Czy rzeczywiście hotelarze walczą o życie? Czy kombinowanie Polacy mają w DNA?

– Zainteresowanie wyjazdami utrzymuje się na podobnym poziomie, chociaż nie zawsze przekłada się na zakup, czyli rezerwację noclegu – słyszę od Kamili Miciuły z portalu Nocowanie.pl. –  Widać, że Polacy chętnie przeglądają oferty, jednak niekoniecznie decydują się na rezerwację, a jeśli już, to jest ich znacznie mniej niż w ubiegłym roku.

Miciuła zauważa, że do końca roku rezerwowane są wyjazdy służbowe.

– Zwykle o tej porze roku pojawiało się bardzo wiele zapytań o wyjazd na święta czy sylwestra. Teraz jest ich zdecydowanie mniej niż w ubiegłych latach.

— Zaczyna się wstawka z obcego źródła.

#[cfg(test)]
mod tests {
    use super::*;
    use async_trait::async_trait;
    use docrag_core::{
        ChatRole, ChunkMetadata, Collection, Document, DocumentChunk, FileType, RetrievalConfig,
        Role, Stats, VectorIndex, VectorRecord,
    };
    use docrag_llm::MockCompletionClient;
    use docrag_store::{SqliteStore, SqliteVectorIndex};

    const OWNER: UserId = 1;

    struct Fixture {
        store: Arc<SqliteStore>,
        index: Arc<SqliteVectorIndex>,
        llm: Arc<MockCompletionClient>,
        thread: ChatThread,
    }

    impl Fixture {
        async fn new(llm: MockCompletionClient) -> Self {
            let store = Arc::new(SqliteStore::open_memory().unwrap());
            let thread = ChatThread::new(OWNER);
            store.create_thread(thread.clone()).await.unwrap();

            Self {
                store,
                index: Arc::new(SqliteVectorIndex::open_memory().unwrap()),
                llm: Arc::new(llm),
                thread,
            }
        }

        fn orchestrator_with(&self, store: Arc<dyn Store>, config: ChatConfig) -> ConversationOrchestrator {
            let composer = AnswerComposer::new(
                store.clone(),
                self.index.clone(),
                None,
                self.llm.clone(),
                RetrievalConfig::default(),
            );
            ConversationOrchestrator::new(store, Arc::new(composer), self.llm.clone(), config)
        }

        fn orchestrator(&self) -> ConversationOrchestrator {
            self.orchestrator_with(self.store.clone(), ChatConfig::default())
        }

        async fn messages(&self) -> Vec<Message> {
            self.store.list_messages(self.thread.id).await.unwrap()
        }
    }

    #[test]
    fn test_thread_title() {
        assert_eq!(thread_title("Short question", 50), "Short question");
        assert_eq!(thread_title(&"x".repeat(50), 50), "x".repeat(50));
        assert_eq!(thread_title("héllo wörld", 5), "héllo...");
    }

    #[tokio::test]
    async fn test_title_set_once_from_first_message() {
        let fx = Fixture::new(MockCompletionClient::new("Hi!")).await;
        let orchestrator = fx.orchestrator();
        let first = "Hello there, this is a test message that exceeds fifty characters for sure";

        let exchange = orchestrator
            .send_message(fx.thread.id, OWNER, first, ChatMode::Plain)
            .await
            .unwrap();
        let expected = format!("{}...", &first[..50]);
        assert_eq!(exchange.thread_title.as_deref(), Some(expected.as_str()));

        let exchange = orchestrator
            .send_message(fx.thread.id, OWNER, "A second, different message", ChatMode::Plain)
            .await
            .unwrap();
        assert_eq!(exchange.thread_title.as_deref(), Some(expected.as_str()));

        let thread = fx.store.get_thread(fx.thread.id).await.unwrap().unwrap();
        assert_eq!(thread.title, Some(expected));
    }

    #[tokio::test]
    async fn test_message_whitespace_trimmed() {
        let fx = Fixture::new(MockCompletionClient::new("Hi!")).await;
        let orchestrator = fx.orchestrator();

        let exchange = orchestrator
            .send_message(fx.thread.id, OWNER, "  \n Hello there \t\n", ChatMode::Plain)
            .await
            .unwrap();
        assert_eq!(exchange.user_message.content, "Hello there");
        assert_eq!(exchange.thread_title.as_deref(), Some("Hello there"));

        let messages = fx.messages().await;
        assert_eq!(messages[0].content, "Hello there");
        let call = fx.llm.last_call().unwrap();
        assert_eq!(call.messages.last().unwrap().content, "Hello there");
    }

    #[tokio::test]
    async fn test_plain_prompt_has_windowed_history() {
        let fx = Fixture::new(MockCompletionClient::new("ok")).await;
        let config = ChatConfig {
            history_window: 2,
            ..Default::default()
        };
        let orchestrator = fx.orchestrator_with(fx.store.clone(), config);

        for text in ["one", "two", "three"] {
            orchestrator
                .send_message(fx.thread.id, OWNER, text, ChatMode::Plain)
                .await
                .unwrap();
        }

        let call = fx.llm.last_call().unwrap();
        let roles: Vec<ChatRole> = call.messages.iter().map(|m| m.role).collect();
        let contents: Vec<&str> = call.messages.iter().map(|m| m.content.as_str()).collect();

        assert_eq!(
            roles,
            vec![ChatRole::System, ChatRole::User, ChatRole::Assistant, ChatRole::User]
        );
        assert_eq!(contents, vec!["You are a helpful AI assistant.", "two", "ok", "three"]);
        assert_eq!(call.params.max_tokens, 1000);
        assert!((call.params.temperature - 0.7).abs() < f32::EPSILON);

        assert_eq!(fx.messages().await.len(), 6);
    }

    #[tokio::test]
    async fn test_completion_failure_is_answered_with_apology() {
        let fx = Fixture::new(MockCompletionClient::default().then_fail("rate limited")).await;

        let exchange = fx
            .orchestrator()
            .send_message(fx.thread.id, OWNER, "Hello", ChatMode::Plain)
            .await
            .unwrap();

        assert!(exchange
            .assistant_message
            .content
            .starts_with("Sorry, I encountered an error:"));

        let messages = fx.messages().await;
        assert_eq!(messages.len(), 2);
        assert_eq!(messages[0].role, Role::User);
        assert_eq!(messages[0].content, "Hello");
    }

    #[tokio::test]
    async fn test_rag_mode_persists_sources() {
        let fx = Fixture::new(MockCompletionClient::new("Refunds take 30 days.")).await;

        let collection = Collection::new(OWNER, "Policies", None);
        fx.store.create_collection(collection.clone()).await.unwrap();
        let doc = Document::new(collection.id, "policy.txt", "documents/policy.txt", FileType::Txt, 40);
        let doc_id = doc.id;
        fx.store.insert_document(doc).await.unwrap();
        fx.store
            .mark_document_processed(doc_id, 1, &collection.namespace())
            .await
            .unwrap();
        fx.index.ensure_namespace(&collection.namespace()).await.unwrap();
        fx.index
            .insert(
                &collection.namespace(),
                VectorRecord::new(
                    ChunkMetadata {
                        document_id: doc_id,
                        chunk_index: 0,
                        filename: "policy.txt".to_string(),
                        page_number: None,
                    },
                    "Refunds are issued within 30 days.",
                    None,
                ),
            )
            .await
            .unwrap();

        let exchange = fx
            .orchestrator()
            .send_message(
                fx.thread.id,
                OWNER,
                "How long do refunds take?",
                ChatMode::Rag {
                    collection_id: collection.id,
                },
            )
            .await
            .unwrap();

        let reply = &exchange.assistant_message;
        assert!(reply.is_rag_response);
        assert_eq!(reply.content, "Refunds take 30 days.");
        assert_eq!(reply.sources.len(), 1);
        assert_eq!(reply.sources[0].filename, "policy.txt");

        let stored = fx.messages().await;
        assert_eq!(stored.len(), 2);
        assert!(stored[1].is_rag_response);
        assert_eq!(stored[1].sources, reply.sources);
    }

    #[tokio::test]
    async fn test_rejects_empty_and_foreign_requests() {
        let fx = Fixture::new(MockCompletionClient::default()).await;
        let orchestrator = fx.orchestrator();

        let err = orchestrator
            .send_message(fx.thread.id, OWNER, "   ", ChatMode::Plain)
            .await
            .unwrap_err();
        assert!(matches!(err, RagError::InvalidArgument { .. }));

        let err = orchestrator
            .send_message(fx.thread.id, OWNER + 1, "Hello", ChatMode::Plain)
            .await
            .unwrap_err();
        assert!(matches!(err, RagError::ThreadNotFound { .. }));

        assert!(fx.messages().await.is_empty());
        assert_eq!(fx.llm.call_count(), 0);
    }

    /// Delegates to SQLite but refuses to store assistant messages.
    struct RejectingStore(Arc<SqliteStore>);

    #[async_trait]
    impl Store for RejectingStore {
        async fn create_collection(&self, collection: Collection) -> Result<()> {
            self.0.create_collection(collection).await
        }
        async fn get_collection(&self, id: Ulid) -> Result<Option<Collection>> {
            self.0.get_collection(id).await
        }
        async fn list_collections(&self, owner_id: UserId) -> Result<Vec<Collection>> {
            self.0.list_collections(owner_id).await
        }
        async fn list_collections_with_processed(&self, owner_id: UserId) -> Result<Vec<Collection>> {
            self.0.list_collections_with_processed(owner_id).await
        }
        async fn delete_collection(&self, id: Ulid) -> Result<()> {
            self.0.delete_collection(id).await
        }
        async fn insert_document(&self, doc: Document) -> Result<()> {
            self.0.insert_document(doc).await
        }
        async fn get_document(&self, id: Ulid) -> Result<Option<Document>> {
            self.0.get_document(id).await
        }
        async fn list_documents(&self, collection_id: Ulid) -> Result<Vec<Document>> {
            self.0.list_documents(collection_id).await
        }
        async fn count_processed_documents(&self, collection_id: Ulid) -> Result<u64> {
            self.0.count_processed_documents(collection_id).await
        }
        async fn mark_document_processed(&self, id: Ulid, chunk_count: u32, namespace: &str) -> Result<()> {
            self.0.mark_document_processed(id, chunk_count, namespace).await
        }
        async fn mark_document_unprocessed(&self, id: Ulid) -> Result<()> {
            self.0.mark_document_unprocessed(id).await
        }
        async fn delete_document(&self, id: Ulid) -> Result<()> {
            self.0.delete_document(id).await
        }
        async fn insert_chunk(&self, chunk: &DocumentChunk) -> Result<()> {
            self.0.insert_chunk(chunk).await
        }
        async fn get_chunks_for_document(&self, document_id: Ulid) -> Result<Vec<DocumentChunk>> {
            self.0.get_chunks_for_document(document_id).await
        }
        async fn delete_chunks_for_document(&self, document_id: Ulid) -> Result<u64> {
            self.0.delete_chunks_for_document(document_id).await
        }
        async fn create_thread(&self, thread: ChatThread) -> Result<()> {
            self.0.create_thread(thread).await
        }
        async fn get_thread(&self, id: Ulid) -> Result<Option<ChatThread>> {
            self.0.get_thread(id).await
        }
        async fn list_threads(&self, owner_id: UserId, limit: u32) -> Result<Vec<ChatThread>> {
            self.0.list_threads(owner_id, limit).await
        }
        async fn set_thread_title_if_unset(&self, id: Ulid, title: &str) -> Result<bool> {
            self.0.set_thread_title_if_unset(id, title).await
        }
        async fn delete_thread(&self, id: Ulid) -> Result<()> {
            self.0.delete_thread(id).await
        }
        async fn delete_threads_for_owner(&self, owner_id: UserId) -> Result<u64> {
            self.0.delete_threads_for_owner(owner_id).await
        }
        async fn insert_message(&self, message: &Message) -> Result<()> {
            if message.role == Role::Assistant {
                return Err(RagError::database("disk full"));
            }
            self.0.insert_message(message).await
        }
        async fn list_messages(&self, thread_id: Ulid) -> Result<Vec<Message>> {
            self.0.list_messages(thread_id).await
        }
        async fn recent_messages(&self, thread_id: Ulid, limit: u32) -> Result<Vec<Message>> {
            self.0.recent_messages(thread_id, limit).await
        }
        async fn count_user_messages(&self, thread_id: Ulid) -> Result<u64> {
            self.0.count_user_messages(thread_id).await
        }
        async fn get_stats(&self, owner_id: Option<UserId>) -> Result<Stats> {
            self.0.get_stats(owner_id).await
        }
    }

    #[tokio::test]
    async fn test_user_message_kept_when_reply_cannot_be_stored() {
        let fx = Fixture::new(MockCompletionClient::new("Hi!")).await;
        let store: Arc<dyn Store> = Arc::new(RejectingStore(fx.store.clone()));
        let orchestrator = fx.orchestrator_with(store, ChatConfig::default());

        let err = orchestrator
            .send_message(fx.thread.id, OWNER, "Hello", ChatMode::Plain)
            .await
            .unwrap_err();
        assert_eq!(err.error_code(), "ORCHESTRATION_ERROR");

        let messages = fx.messages().await;
        assert_eq!(messages.len(), 1);
        assert_eq!(messages[0].role, Role::User);

        // Title survives the failed reply
        let thread = fx.store.get_thread(fx.thread.id).await.unwrap().unwrap();
        assert_eq!(thread.title.as_deref(), Some("Hello"));
    }
}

W tym momencie wyjazdy te odbywają się w mniejszej liczbie niż to miało miejsce w ubiegłych latach, ale widać zainteresowanie wyjazdami letnimi. Zakładamy, że jeśli uda się ustabilizować sytuację epidemiczną, sezon letni będzie jeszcze lepszy niż poprzedni w 2020 r., kiedy większość Polaków została właśnie w kraju. Z naszych prognoz wynika, że w przyszłym sezonie letnim polskie kurorty nadmorskie i górskie będą jeszcze bardziej tłumnie odwiedzane przez Polaków – stwierdza w rozmowie z Podróże Gazeta.pl rzeczniczka prasowa z portalu Nocowanie.pl.

Zamiast więc teraz cwaniakować, kombinować, omijać prawo, nawet jeśli jest jak najbardziej absurdalne, lepiej przeczekać ten trudny czas. Łącznie na COVID-19 zachorowało już ponad milion Polaków.